For many Florida residents, their retirement accounts may be some of their most valuable assets. Any funds that are left over in the account after the holder passes on may be distributed as directed to a designated beneficiary. Like life insurance policies and other accounts that transfer outside of probate, this process can allow beneficiaries to receive their funds more quickly, especially useful when dealing with funeral expenses and other significant costs. However, when people do not designate their beneficiaries accurately, retirement accounts may wind up going into the probate process.
Avoiding probate through beneficiary designations
Because probate can be a slow and frustrating process, many people want to transfer as many of their assets as possible outside the courts. IRAs, 401(k)s and 403(b)s all offer beneficiary designations, where the owners can name people to receive the funds after they die. Because these kinds of accounts do not have to go to probate, this may also provide greater protection from creditors.
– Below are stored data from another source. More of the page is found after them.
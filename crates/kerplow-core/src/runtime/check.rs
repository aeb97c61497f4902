//! Runtime detection for Node.js and the package manager

use anyhow::Result;
use std::process::Command;

/// Runtime detection result
#[derive(Debug, Clone)]
pub struct RuntimeInfo {
    pub name: &'static str,
    pub version: Option<String>,
    pub available: bool,
}

/// Check whether `program --version` runs successfully
pub fn check_program(program: &str, name: &'static str) -> RuntimeInfo {
    let output = Command::new(program).arg("--version").output();

    match output {
        Ok(out) if out.status.success() => {
            let version = String::from_utf8_lossy(&out.stdout).trim().to_string();
            RuntimeInfo {
                name,
                version: Some(version),
                available: true,
            }
        }
        _ => RuntimeInfo {
            name,
            version: None,
            available: false,
        },
    }
}

/// Check if Node.js is available
pub fn check_node() -> RuntimeInfo {
    check_program("node", "Node.js")
}

/// Check the runtimes a scaffold run needs; fails if the package manager is missing.
/// Node.js itself is reported but not required, the package manager will complain
/// on its own if it cannot run.
pub fn check_runtimes(package_manager: &str) -> Result<Vec<RuntimeInfo>> {
    let manager = check_program(package_manager, "npm");
    if !manager.available {
        anyhow::bail!(
            "Missing required runtimes:\n  - {} (install Node.js from https://nodejs.org)",
            package_manager
        );
    }

    Ok(vec![check_node(), manager])
}
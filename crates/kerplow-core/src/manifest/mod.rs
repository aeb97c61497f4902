//! Manifest editing
//!
//! - Path-addressed `Set`/`Delete` mutations with last-write-wins ordering
//! - JSON5-tolerant loading, order-preserving 2-space output

pub mod document;
pub mod mutation;

pub use document::{edit_file, ManifestDocument};
pub use mutation::{apply_mutation, ManifestPath, Operation, PendingMutation};

/// The project manifest edited by the wizard
pub const PACKAGE_JSON: &str = "package.json";

/// The lockfile that also names the tool after installation
pub const PACKAGE_LOCK_JSON: &str = "package-lock.json";
use async_trait::async_trait;

use crate::task::TaskId;

/// Something the user has to agree to before a request goes out.
#[derive(Debug, Clone, PartialEq, Eq)]
pub enum Intent {
    DeleteTask { id: TaskId, title: String },
}

impl Intent {
    pub fn prompt(&self) -> &'static str {
        match self {
            Intent::DeleteTask { .. } => "Are you sure you want to delete this task?",
        }
    }

    /// What the intent is about, shown under the prompt.
    pub fn subject(&self) -> &str {
        match self {
            Intent::DeleteTask { title, .. } => title,
        }
    }
}

/// Confirmation capability: asks the user about an [`Intent`] and reports
/// whether it was accepted.
#[async_trait(?Send)]
pub trait Confirm {
    async fn confirm(&mut self, intent: &Intent) -> bool;
}

/// Plain functions work as confirmers, which is what tests use.
#[async_trait(?Send)]
impl<F> Confirm for F
where
    F: FnMut(&Intent) -> bool,
{
    async fn confirm(&mut self, intent: &Intent) -> bool {
        self(intent)
    }
}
However, there are some problems that can arise when people fail to update their designations or use them carefully.
Concerns to watch out for
In all states, married people must name their spouses as beneficiaries of their retirement account, unless the spouse signs a waiver. Otherwise, the spouse may challenge the distribution. Other problems can arise when beneficiaries are not updated. For example, people might name someone else who predeceased them as a beneficiary or they may have failed to update their account years after a divorce, leaving their former spouse listed.
Retirement accounts may be some of the most easily distributed assets after the owner’s death, especially if the beneficiary process is managed carefully. An estate administration attorney may provide guidance on dealing with life insurance, investment accounts and other funds that may pass outside of probate.